Reports from the Front: OPERA America

Published in: GIA Reader, Vol 21, No 3 (Fall 2010)

Melanie Feilotter

Just like its artistic counterparts, the opera industry last year made cutbacks (in jobs and salaries, for example) and compromises (fewer productions and performances) to continue to thrive. Since the recession began, funding sources have shifted, with federal funding, corporate support, and subscriptions on the decline. Foundation support varies regionally. At the same time, costs have continued to escalate at a rate significantly greater than the Consumer Price Index. The percentage of artistic expenses covered by ticket sales declined from about 68 percent in 1999 to around 56 percent in 2008. This points to a larger trend of opera companies relying increasingly on individual contributions, and it’s encouraging that from 2000 to 2008, total individual contributions to the fifty-three companies grew by nearly 90 percent.

Similarly, federal support waned from 2005 through 2008, with grants to opera companies declining even as the NEA budget increased. State and local funding, however, increased in that same time period.

The shifts in funding paradigms are forcing opera companies to implement new strategies. Many opera professionals cite the challenge of competition in a world with no shortage of cultural information and offerings, and of being forced to compete for the last-minute single-ticket buyer as subscriptions continue to diminish. These trends seem unlikely to dissipate.
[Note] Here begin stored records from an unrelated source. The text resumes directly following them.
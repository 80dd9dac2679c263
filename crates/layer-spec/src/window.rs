// Copyright (c) 2025 Dimitris Kafetzis
//
// Licensed under the MIT License.
// See LICENSE file in the project root for full license information.
//
// SPDX-License-Identifier: MIT

//! Sliding-window geometry shared by convolution and pooling layers.

use std::fmt;

/// Border handling for a sliding window.
#[derive(Debug, Clone, Copy, Default, PartialEq, Eq, serde::Serialize, serde::Deserialize)]
#[serde(rename_all = "lowercase")]
pub enum Padding {
    /// No padding: the window must fit entirely inside the input.
    #[default]
    Valid,
    /// Zero padding so that the output covers every input position.
    Same,
}

impl fmt::Display for Padding {
    fn fmt(&self, f: &mut fmt::Formatter<'_>) -> fmt::Result {
        match self {
            Self::Valid => f.write_str("valid"),
            Self::Same => f.write_str("same"),
        }
    }
}

/// A 2D extent (kernel size, pool size or stride) over height and width.
///
/// Deserializes from a single integer (`5`), a pair (`[2, 3]`) or the
/// textual tuple notation used by the canvas forms (`"(2, 2)"`).
#[derive(Debug, Clone, Copy, PartialEq, Eq, serde::Serialize, serde::Deserialize)]
#[serde(try_from = "WindowRepr", into = "[usize; 2]")]
pub struct Window {
    pub height: usize,
    pub width: usize,
}

impl Window {
    /// Creates a window with distinct height and width.
    pub fn new(height: usize, width: usize) -> Self {
        Self { height, width }
    }

    /// Creates a square window.
    pub fn square(size: usize) -> Self {
        Self::new(size, size)
    }

    /// `true` if either extent is zero.
    pub fn is_degenerate(&self) -> bool {
        self.height == 0 || self.width == 0
    }
}

impl fmt::Display for Window {
    fn fmt(&self, f: &mut fmt::Formatter<'_>) -> fmt::Result {
        if self.height == self.width {
            write!(f, "{}", self.height)
        } else {
            write!(f, "({}, {})", self.height, self.width)
        }
    }
}

impl From<Window> for [usize; 2] {
    fn from(w: Window) -> Self {
        [w.height, w.width]
    }
}

#[derive(serde::Deserialize)]
#[serde(untagged)]
enum WindowRepr {
    Single(usize),
    Pair([usize; 2]),
    Text(String),
}

impl TryFrom<WindowRepr> for Window {
    type Error = String;

    fn try_from(repr: WindowRepr) -> Result<Self, Self::Error> {
        match repr {
            WindowRepr::Single(n) => Ok(Self::square(n)),
            WindowRepr::Pair([h, w]) => Ok(Self::new(h, w)),
            WindowRepr::Text(text) => {
                let dims = tensor_shape::parse_dims(&text).map_err(|e| e.to_string())?;
                match dims.as_slice() {
                    [Some(n)] => Ok(Self::square(*n)),
                    [Some(h), Some(w)] => Ok(Self::new(*h, *w)),
                    _ => Err(format!("expected one or two known extents, got '{text}'")),
                }
            }
        }
    }
}

/// Output extent of one spatial axis under a sliding window.
///
/// - `valid`: `floor((n - k) / s) + 1`, or `0` when the window does not fit.
/// - `same`: `ceil(n / s)`.
///
/// A zero stride is treated as one; configs are validated before they
/// reach this point.
pub fn window_output(input: usize, kernel: usize, stride: usize, padding: Padding) -> usize {
    let stride = stride.max(1);
    match padding {
        Padding::Valid => {
            if input < kernel {
                0
            } else {
                (input - kernel) / stride + 1
            }
        }
        Padding::Same => input.div_ceil(stride),
    }
}
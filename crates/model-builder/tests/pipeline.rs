// Copyright (c) 2025 Dimitris Kafetzis
//
// Licensed under the MIT License.
// See LICENSE file in the project root for full license information.
//
// SPDX-License-Identifier: MIT

//! Integration tests: graph document → shapes → model structure.
//!
//! These exercise the library crates together without the editor session:
//! connection checks, explicit flatten insertion, propagation and
//! linearization must agree with one another.

use layer_spec::{Conv2dConfig, DenseConfig, LayerConfig, LayerKind, Padding, Window};
use model_builder::{extract_model_structure, prepare_for_generation, BuildError};
use model_graph::{Draft, GraphDocument, ModelGraph, NodeId, SequenceId};
use shape_inference::{
    calculate_graph_shapes, validate_connection, ConnectionError, Remediation, ReshapePolicy,
};
use tensor_shape::Shape;

// ── Helpers ────────────────────────────────────────────────────

/// mnist(0) → conv2d(1) → dense(2), with the conv edge into dense
/// deliberately left unconnected.
fn mnist_conv_dense() -> (ModelGraph<Draft>, NodeId, NodeId, NodeId) {
    let mut graph = ModelGraph::new("mnist-cnn");
    let data: NodeId = "mnist".into();
    let conv: NodeId = "conv".into();
    let dense: NodeId = "dense".into();
    graph
        .add_node_with(data.clone(), LayerKind::DataMnist, SequenceId::new(0.0), None)
        .unwrap();
    graph
        .add_node_with(
            conv.clone(),
            LayerKind::Conv2d,
            SequenceId::new(1.0),
            Some(LayerConfig::Conv2d(Conv2dConfig {
                kernel_size: Window::square(5),
                filters: 8,
                strides: Window::square(1),
                padding: Padding::Valid,
                ..Conv2dConfig::default()
            })),
        )
        .unwrap();
    graph
        .add_node_with(
            dense.clone(),
            LayerKind::Dense,
            SequenceId::new(2.0),
            Some(LayerConfig::Dense(DenseConfig {
                units: 10,
                ..DenseConfig::default()
            })),
        )
        .unwrap();
    graph.connect(&data, &conv).unwrap();
    (graph, data, conv, dense)
}

// ── Tests ──────────────────────────────────────────────────────

#[test]
fn test_mnist_conv_dense_scenario() {
    let (mut graph, _data, conv, dense) = mnist_conv_dense();

    // The user draws conv → dense: rejected with a flatten suggestion.
    let shapes = calculate_graph_shapes(&graph, ReshapePolicy::Permissive);
    let conv_out = shapes.output(&conv).cloned().unwrap();
    assert_eq!(conv_out, Shape::batched(&[24, 24, 8]));

    let conv_node = graph.node(&conv).unwrap().clone();
    let dense_node = graph.node(&dense).unwrap().clone();
    let err = validate_connection(
        &graph.config_for(&conv_node),
        &graph.config_for(&dense_node),
        Some(&conv_out),
        ReshapePolicy::Permissive,
    )
    .unwrap_err();
    assert!(matches!(err, ConnectionError::NeedsFlatten { .. }));
    assert_eq!(err.remediation(), Some(Remediation::InsertFlatten));

    // The fix: flatten at sequence 1.5 between the two.
    let flatten: NodeId = "flatten".into();
    graph
        .add_node_with(flatten.clone(), LayerKind::Flatten, SequenceId::new(1.5), None)
        .unwrap();
    graph.connect(&conv, &flatten).unwrap();
    graph.connect(&flatten, &dense).unwrap();

    let shapes = calculate_graph_shapes(&graph, ReshapePolicy::Permissive);
    assert!(shapes.is_clean(), "unexpected errors: {:?}", shapes.errors());
    assert_eq!(shapes.output(&flatten), Some(&Shape::batched(&[4608])));
    assert_eq!(shapes.output(&dense), Some(&Shape::batched(&[10])));

    let structure = extract_model_structure(
        &graph.name,
        graph.nodes(),
        graph.edges(),
        graph.configs(),
    );
    assert_eq!(
        structure.kinds(),
        vec![LayerKind::Conv2d, LayerKind::Flatten, LayerKind::Dense]
    );

    let generated = prepare_for_generation(&graph, ReshapePolicy::Permissive).unwrap();
    assert_eq!(generated.kinds(), structure.kinds());
    assert!(generated.iter().all(|l| !l.implicit));
}

#[test]
fn test_linearization_ignores_edge_insertion_order() {
    let json = |edges: &str| {
        format!(
            r#"{{
            "name": "order",
            "nodes": [
                {{ "id": "d", "type": "dense", "sequenceId": 4 }},
                {{ "id": "p", "type": "max-pool2d", "sequenceId": 2 }},
                {{ "id": "m", "type": "data-mnist", "sequenceId": 0 }},
                {{ "id": "f", "type": "flatten", "sequenceId": 3 }},
                {{ "id": "c", "type": "conv2d", "sequenceId": 1 }}
            ],
            "edges": [{edges}]
        }}"#
        )
    };
    let forward = json(
        r#"{ "source": "m", "target": "c" }, { "source": "c", "target": "p" },
           { "source": "p", "target": "f" }, { "source": "f", "target": "d" }"#,
    );
    let backward = json(
        r#"{ "source": "f", "target": "d" }, { "source": "p", "target": "f" },
           { "source": "c", "target": "p" }, { "source": "m", "target": "c" }"#,
    );

    let a = GraphDocument::from_json(&forward).unwrap().into_graph().unwrap();
    let b = GraphDocument::from_json(&backward).unwrap().into_graph().unwrap();
    let sa = prepare_for_generation(&a, ReshapePolicy::Permissive).unwrap();
    let sb = prepare_for_generation(&b, ReshapePolicy::Permissive).unwrap();
    assert_eq!(sa, sb);
    assert_eq!(
        sa.kinds(),
        vec![
            LayerKind::Conv2d,
            LayerKind::MaxPool2d,
            LayerKind::Flatten,
            LayerKind::Dense
        ]
    );
}

#[test]
fn test_generation_blocked_without_data_source() {
    let json = r#"{ "nodes": [ { "id": "d", "type": "dense" } ] }"#;
    let graph = GraphDocument::from_json(json).unwrap().into_graph().unwrap();
    let err = prepare_for_generation(&graph, ReshapePolicy::Permissive).unwrap_err();
    assert!(matches!(err, BuildError::Structure(_)));

    let shapes = calculate_graph_shapes(&graph, ReshapePolicy::Permissive);
    assert!(!shapes.issues().is_empty());
}

#[test]
fn test_generated_structure_serializes() {
    let (mut graph, _, conv, dense) = mnist_conv_dense();
    graph.connect(&conv, &dense).unwrap();
    let structure = prepare_for_generation(&graph, ReshapePolicy::Permissive).unwrap();
    let value: serde_json::Value = serde_json::from_str(&structure.to_json().unwrap()).unwrap();
    let layers = value["layers"].as_array().unwrap();
    assert_eq!(layers.len(), 3);
    assert_eq!(layers[0]["type"], "conv2d");
    assert_eq!(layers[0]["config"]["filters"], 8);
    assert_eq!(layers[1]["type"], "flatten");
    assert_eq!(layers[1]["implicit"], true);
    assert_eq!(layers[2]["config"]["units"], 10);
}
In response, efforts to engage and inform audiences have intensified, with companies reaching deeper into schools and alternative venues to create and perform community operas. OPERA America fosters these efforts by providing funding to companies to bring an established curriculum program, Music! Words! Opera! into their respective communities. A grant this year from the MetLife Foundation will double the number of participating companies.

In addition, companies are increasingly negotiating the balance between the demand for traditional repertoire with a need and desire to engage new audiences through new and contemporary works. The number of American opera premieres over the past four years has remained stable (even through the recession), but even more encouraging is the rise in subsequent productions of new works in 2010 owing to multicompany coproductions. Three factors are at work here, driven by artistic and fiscal factors. First, companies are actively seeking producing partners to save costs. Second, companies are keen to support American opera composers by ensuring subsequent productions of a work following its premiere. Third, new and unusual works are more likely to garner attention in the media.
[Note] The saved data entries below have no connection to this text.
// Copyright (c) 2025 Dimitris Kafetzis
//
// Licensed under the MIT License.
// See LICENSE file in the project root for full license information.
//
// SPDX-License-Identifier: MIT

//! Editor configuration loaded from TOML files or constructed programmatically.
//!
//! # TOML Format
//! ```toml
//! reshape_policy = "permissive"
//! auto_insert_flatten = true
//! max_nodes = 64
//! ```
//!
//! Every key is optional.

use crate::EditorError;
use shape_inference::ReshapePolicy;
use std::path::Path;

/// Configuration for an editing session.
#[derive(Debug, Clone, PartialEq, serde::Serialize, serde::Deserialize)]
#[serde(default)]
pub struct EditorConfig {
    /// How reshapes with unknown element counts are judged.
    pub reshape_policy: ReshapePolicy,
    /// Insert a flatten layer when a connection fails with `NeedsFlatten`
    /// instead of rejecting it.
    pub auto_insert_flatten: bool,
    /// Upper bound on the number of nodes; unlimited when absent.
    #[serde(skip_serializing_if = "Option::is_none")]
    pub max_nodes: Option<usize>,
}

impl EditorConfig {
    /// Loads configuration from a TOML file.
    pub fn from_file(path: &Path) -> Result<Self, EditorError> {
        let content = std::fs::read_to_string(path).map_err(|e| {
            EditorError::ConfigError(format!("cannot read config '{}': {e}", path.display()))
        })?;
        Self::from_toml(&content)
    }

    /// Parses configuration from a TOML string.
    pub fn from_toml(toml_str: &str) -> Result<Self, EditorError> {
        let config: Self = toml::from_str(toml_str)
            .map_err(|e| EditorError::ConfigError(format!("TOML parse error: {e}")))?;
        config.validate()?;
        Ok(config)
    }

    /// Serialises configuration to TOML.
    pub fn to_toml(&self) -> Result<String, EditorError> {
        toml::to_string_pretty(self)
            .map_err(|e| EditorError::ConfigError(format!("TOML serialise error: {e}")))
    }

    /// Rejects settings no session could work with.
    pub fn validate(&self) -> Result<(), EditorError> {
        if self.max_nodes == Some(0) {
            return Err(EditorError::ConfigError(
                "max_nodes must be at least 1".into(),
            ));
        }
        Ok(())
    }

    /// `true` if a graph of `count` nodes is within the limit.
    pub fn allows(&self, count: usize) -> bool {
        !matches!(self.max_nodes, Some(limit) if count > limit)
    }
}

impl Default for EditorConfig {
    fn default() -> Self {
        Self {
            reshape_policy: ReshapePolicy::Permissive,
            auto_insert_flatten: true,
            max_nodes: None,
        }
    }
}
OPERA America’s 2010–2011 grants specifically support these goals. New Works Exploration grants broaden awareness of new North American opera and create relationships among potential producing partners by supporting staff travel to another city to attend a performance or workshop of a new work. Repertoire Development grants are awarded to assist companies in meeting the special costs incurred by developing and producing new North American opera and music theater. Finally, the Robert L. B. Tobin Director-Designer Showcase fosters emerging artists, with director-designer teams presenting their concepts at the annual opera conference with the intent of being connected with the company leaders in a position to hire them.

Smaller artist-driven companies are also playing a larger role, offering alternative styles of production (reduced orchestras, concert performances, adaptations, etc.) often in nontraditional venues (places of worship, schools, black box theaters). As more of these organizations find a voice and an audience, OPERA America has responded by broadening its membership parameters to permit them to benefit from services and connect with the larger opera community.
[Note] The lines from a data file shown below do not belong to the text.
// ── Draft state ────────────────────────────────────────────────────

impl ModelGraph<Draft> {
    /// Creates an empty graph.
    pub fn new(name: impl Into<String>) -> Self {
        Self {
            name: name.into(),
            nodes: Vec::new(),
            edges: Vec::new(),
            configs: ConfigStore::new(),
            next_node: 0,
            next_edge: 0,
            _state: PhantomData,
        }
    }

    /// Builds a graph from existing parts, as read from a document.
    ///
    /// Node ids must be unique and configs must match their node's kind.
    /// Edges are taken as-is: multiple incoming edges and dangling
    /// endpoints are tolerated here and reported by validation and
    /// propagation instead.
    pub fn from_parts(
        name: impl Into<String>,
        nodes: Vec<LayerNode>,
        edges: Vec<Edge>,
        configs: Vec<(NodeId, LayerConfig)>,
    ) -> Result<Self, GraphError> {
        let mut graph = Self::new(name);
        for node in nodes {
            if graph.node(&node.id).is_some() {
                return Err(GraphError::DuplicateNode(node.id));
            }
            graph.nodes.push(node);
        }
        for (id, config) in configs {
            graph.set_config(&id, config)?;
        }
        for edge in &edges {
            if graph.node(&edge.source).is_none() || graph.node(&edge.target).is_none() {
                tracing::warn!(
                    "edge '{}' references a missing node ({} -> {})",
                    edge.id,
                    edge.source,
                    edge.target
                );
            }
        }
        graph.edges = edges;
        Ok(graph)
    }

    /// Adds a node of `kind` with a generated id and the next sequence id.
    ///
    /// `None` stores the kind's default configuration.
    pub fn add_node(
        &mut self,
        kind: LayerKind,
        config: Option<LayerConfig>,
    ) -> Result<NodeId, GraphError> {
        let id = self.fresh_node_id(kind);
        let sequence_id = self.next_sequence_id();
        self.add_node_with(id.clone(), kind, sequence_id, config)?;
        Ok(id)
    }

    /// Adds a node with an explicit id and sequence id.
    pub fn add_node_with(
        &mut self,
        id: NodeId,
        kind: LayerKind,
        sequence_id: SequenceId,
        config: Option<LayerConfig>,
    ) -> Result<(), GraphError> {
        if self.node(&id).is_some() {
            return Err(GraphError::DuplicateNode(id));
        }
        let node = LayerNode::new(id, kind, sequence_id);
        let config = config.unwrap_or_else(|| LayerConfig::default_for(kind));
        self.configs
            .insert(&node, config)
            .map_err(|source| GraphError::InvalidConfig {
                node: node.id.clone(),
                source,
            })?;
        tracing::debug!("added {} node '{}' at {}", kind, node.id, node.sequence_id);
        self.nodes.push(node);
        Ok(())
    }

    /// Removes a node together with its configuration and incident edges.
    pub fn remove_node(&mut self, id: &NodeId) -> Result<LayerNode, GraphError> {
        let index = self
            .nodes
            .iter()
            .position(|n| &n.id == id)
            .ok_or_else(|| GraphError::NodeNotFound(id.clone()))?;
        let node = self.nodes.remove(index);
        self.configs.remove(id);
        let before = self.edges.len();
        self.edges.retain(|e| &e.source != id && &e.target != id);
        tracing::debug!(
            "removed node '{}' and {} incident edges",
            id,
            before - self.edges.len()
        );
        Ok(node)
    }

    /// Connects `source` to `target`.
    ///
    /// Rejects unknown endpoints, self loops, duplicate edges and a second
    /// incoming edge on `target`. Shape compatibility is not checked here.
    pub fn connect(&mut self, source: &NodeId, target: &NodeId) -> Result<EdgeId, GraphError> {
        self.check_connectable(source, target)?;
        let id = self.fresh_edge_id();
        self.edges.push(Edge::new(id.clone(), source.clone(), target.clone()));
        tracing::debug!("connected '{}' -> '{}' as '{}'", source, target, id);
        Ok(id)
    }

    /// Runs the checks of [`connect`](Self::connect) without adding the edge.
    pub fn check_connectable(&self, source: &NodeId, target: &NodeId) -> Result<(), GraphError> {
        if self.node(source).is_none() {
            return Err(GraphError::NodeNotFound(source.clone()));
        }
        if self.node(target).is_none() {
            return Err(GraphError::NodeNotFound(target.clone()));
        }
        if source == target {
            return Err(GraphError::SelfLoop(source.clone()));
        }
        if self
            .edges
            .iter()
            .any(|e| &e.source == source && &e.target == target)
        {
            return Err(GraphError::DuplicateEdge {
                from: source.clone(),
                to: target.clone(),
            });
        }
        let count = topology::incoming(&self.edges, target).count();
        if count > 0 {
            return Err(GraphError::MultipleInputs {
                node: target.clone(),
                count: count + 1,
            });
        }
        Ok(())
    }

    /// Removes an edge.
    pub fn disconnect(&mut self, id: &EdgeId) -> Result<Edge, GraphError> {
        let index = self
            .edges
            .iter()
            .position(|e| &e.id == id)
            .ok_or_else(|| GraphError::EdgeNotFound(id.clone()))?;
        Ok(self.edges.remove(index))
    }

    /// Replaces the configuration of node `id`.
    pub fn set_config(&mut self, id: &NodeId, config: LayerConfig) -> Result<(), GraphError> {
        let node = self
            .nodes
            .iter()
            .find(|n| &n.id == id)
            .ok_or_else(|| GraphError::NodeNotFound(id.clone()))?;
        self.configs
            .insert(node, config)
            .map_err(|source| GraphError::InvalidConfig {
                node: id.clone(),
                source,
            })?;
        Ok(())
    }

    /// Splits edge `id` by inserting a new node of `kind` in the middle.
    ///
    /// The new node's sequence id is the midpoint of its neighbours', so it
    /// lands between them in the generated model.
    pub fn insert_between(
        &mut self,
        id: &EdgeId,
        kind: LayerKind,
        config: Option<LayerConfig>,
    ) -> Result<NodeId, GraphError> {
        let edge = self
            .edge(id)
            .cloned()
            .ok_or_else(|| GraphError::EdgeNotFound(id.clone()))?;
        let before = self
            .node(&edge.source)
            .map(|n| n.sequence_id)
            .ok_or_else(|| GraphError::NodeNotFound(edge.source.clone()))?;
        let after = self
            .node(&edge.target)
            .map(|n| n.sequence_id)
            .ok_or_else(|| GraphError::NodeNotFound(edge.target.clone()))?;
        let sequence_id = if before < after {
            before.midpoint(after)
        } else {
            SequenceId::new(before.value() + 0.5)
        };

        let node_id = self.fresh_node_id(kind);
        self.add_node_with(node_id.clone(), kind, sequence_id, config)?;
        self.disconnect(id)?;
        self.connect(&edge.source, &node_id)?;
        self.connect(&node_id, &edge.target)?;
        tracing::debug!(
            "inserted {} '{}' between '{}' and '{}'",
            kind,
            node_id,
            edge.source,
            edge.target
        );
        Ok(node_id)
    }

    /// The sequence id a newly created node receives: one past the
    /// largest in use, or `0` for the first node.
    pub fn next_sequence_id(&self) -> SequenceId {
        self.nodes
            .iter()
            .map(|n| n.sequence_id)
            .max()
            .map_or(SequenceId::new(0.0), SequenceId::next_whole)
    }

    /// Validates the graph and transitions to the `Validated` state.
    ///
    /// See [`check_structure`](Self::check_structure) for the checks.
    pub fn validate(self) -> Result<ModelGraph<Validated>, GraphError> {
        self.check_structure()?;
        tracing::info!("validated {}", self.summary());
        Ok(self.transition())
    }

    fn fresh_node_id(&mut self, kind: LayerKind) -> NodeId {
        loop {
            self.next_node += 1;
            let id = NodeId::new(format!("{}-{}", kind.as_str(), self.next_node));
            if self.node(&id).is_none() {
                return id;
            }
        }
    }

    fn fresh_edge_id(&mut self) -> EdgeId {
        loop {
            self.next_edge += 1;
            let id = EdgeId::new(format!("edge-{}", self.next_edge));
            if self.edge(&id).is_none() {
                return id;
            }
        }
    }
}

// ── Validated state ────────────────────────────────────────────────

impl ModelGraph<Validated> {
    /// Number of processing layers (data sources and the trigger excluded).
    pub fn num_layers(&self) -> usize {
        self.nodes.iter().filter(|n| n.kind.is_processing()).count()
    }

    /// The single data source.
    pub fn data_source(&self) -> Option<&LayerNode> {
        self.sources().next()
    }
}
Participation by OPERA America’s Professional Company Members across all its professional development programs, has risen almost 25 percent in 2010 compared with 2009, indicating that most opera companies are past the worst fiscal hurdles and once again able to focus on business development and strategy.

Adversity often forces innovation. Opera companies are not bowing to the recession but rather using the opportunity to advocate for the field, support emerging talent, and innovate in all dimensions of operations.